*AIM OF THE EXERCISE*: Using the records below, find every line that includes "ChannelId" and copy it.
+++ RECORDS FOR THE EXERCISE
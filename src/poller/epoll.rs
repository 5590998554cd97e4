//! Readiness-set backend over `epoll(7)`.

use std::io;
use std::os::fd::RawFd;
use std::time::Instant;

use slab::Slab;
use tracing::{error, trace};

use crate::channel::{Channel, ChannelId};
use crate::poller::Poller;

// The interest masks are built from poll(2) constants; epoll reuses the
// same bit values, which is what lets one Channel mask serve both
// backends.
const _: () = {
    assert!(libc::POLLIN as u32 == libc::EPOLLIN as u32);
    assert!(libc::POLLPRI as u32 == libc::EPOLLPRI as u32);
    assert!(libc::POLLOUT as u32 == libc::EPOLLOUT as u32);
    assert!(libc::POLLERR as u32 == libc::EPOLLERR as u32);
    assert!(libc::POLLHUP as u32 == libc::EPOLLHUP as u32);
    assert!(libc::POLLRDHUP as u32 == libc::EPOLLRDHUP as u32);
};

/// Channel membership tri-state, stored in `Channel::index`.
const STATE_NEW: i32 = -1;
const STATE_ADDED: i32 = 1;
const STATE_DELETED: i32 = 2;

const INITIAL_EVENT_CAPACITY: usize = 16;
const MAX_EVENT_CAPACITY: usize = 65536;

pub(crate) struct EpollPoller {
    epoll_fd: RawFd,
    /// Output buffer for `epoll_wait`; grows 2x when a wait fills it.
    events: Vec<libc::epoll_event>,
}

impl EpollPoller {
    pub(crate) fn new() -> io::Result<EpollPoller> {
        let epoll_fd = unsafe { libc::epoll_create1(libc::EPOLL_CLOEXEC) };
        if epoll_fd < 0 {
            return Err(io::Error::last_os_error());
        }
        Ok(EpollPoller {
            epoll_fd,
            events: vec![libc::epoll_event { events: 0, u64: 0 }; INITIAL_EVENT_CAPACITY],
        })
    }

    fn ctl(&self, op: libc::c_int, id: ChannelId, ch: &Channel) {
        let mut ev = libc::epoll_event {
            events: ch.events(),
            u64: id as u64,
        };
        let ret = unsafe { libc::epoll_ctl(self.epoll_fd, op, ch.fd(), &mut ev) };
        if ret < 0 {
            let err = io::Error::last_os_error();
            if op == libc::EPOLL_CTL_DEL {
                error!(fd = ch.fd(), error = %err, "epoll_ctl DEL failed");
            } else {
                panic!("epoll_ctl op {} fd {}: {}", op, ch.fd(), err);
            }
        }
    }
}

impl Drop for EpollPoller {
    fn drop(&mut self) {
        unsafe {
            libc::close(self.epoll_fd);
        }
    }
}

impl Poller for EpollPoller {
    fn poll(
        &mut self,
        timeout_ms: i32,
        channels: &mut Slab<Channel>,
        active: &mut Vec<ChannelId>,
    ) -> Instant {
        let n = unsafe {
            libc::epoll_wait(
                self.epoll_fd,
                self.events.as_mut_ptr(),
                self.events.len() as libc::c_int,
                timeout_ms,
            )
        };
        let now = Instant::now();
        if n < 0 {
            let err = io::Error::last_os_error();
            if err.raw_os_error() != Some(libc::EINTR) {
                error!(error = %err, "epoll_wait failed");
            }
            return now;
        }
        let n = n as usize;
        trace!(ready = n, "epoll_wait returned");
        for ev in &self.events[..n] {
            let id = ev.u64 as ChannelId;
            if let Some(ch) = channels.get_mut(id) {
                ch.set_revents(ev.events);
                active.push(id);
            }
        }
        if n == self.events.len() && self.events.len() < MAX_EVENT_CAPACITY {
            self.events
                .resize(self.events.len() * 2, libc::epoll_event { events: 0, u64: 0 });
        }
        now
    }

    fn update_channel(&mut self, id: ChannelId, channels: &mut Slab<Channel>) {
        let ch = &mut channels[id];
        match ch.index() {
            STATE_NEW | STATE_DELETED => {
                if !ch.is_none_event() {
                    self.ctl(libc::EPOLL_CTL_ADD, id, ch);
                    ch.set_index(STATE_ADDED);
                }
            }
            _ => {
                debug_assert_eq!(ch.index(), STATE_ADDED);
                if ch.is_none_event() {
                    self.ctl(libc::EPOLL_CTL_DEL, id, ch);
                    ch.set_index(STATE_DELETED);
                } else {
                    self.ctl(libc::EPOLL_CTL_MOD, id, ch);
                }
            }
        }
    }

    fn remove_channel(&mut self, id: ChannelId, channels: &mut Slab<Channel>) {
        let ch = &mut channels[id];
        assert!(ch.is_none_event());
        if ch.index() == STATE_ADDED {
            self.ctl(libc::EPOLL_CTL_DEL, id, ch);
        }
        ch.set_index(STATE_NEW);
    }
}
++++++
*ANSWER TO THE EXERCISE*:
use crate::channel::{Channel, ChannelId};
    fn ctl(&self, op: libc::c_int, id: ChannelId, ch: &Channel) {
        active: &mut Vec<ChannelId>,
            let id = ev.u64 as ChannelId;
    fn update_channel(&mut self, id: ChannelId, channels: &mut Slab<Channel>) {
    fn remove_channel(&mut self, id: ChannelId, channels: &mut Slab<Channel>) {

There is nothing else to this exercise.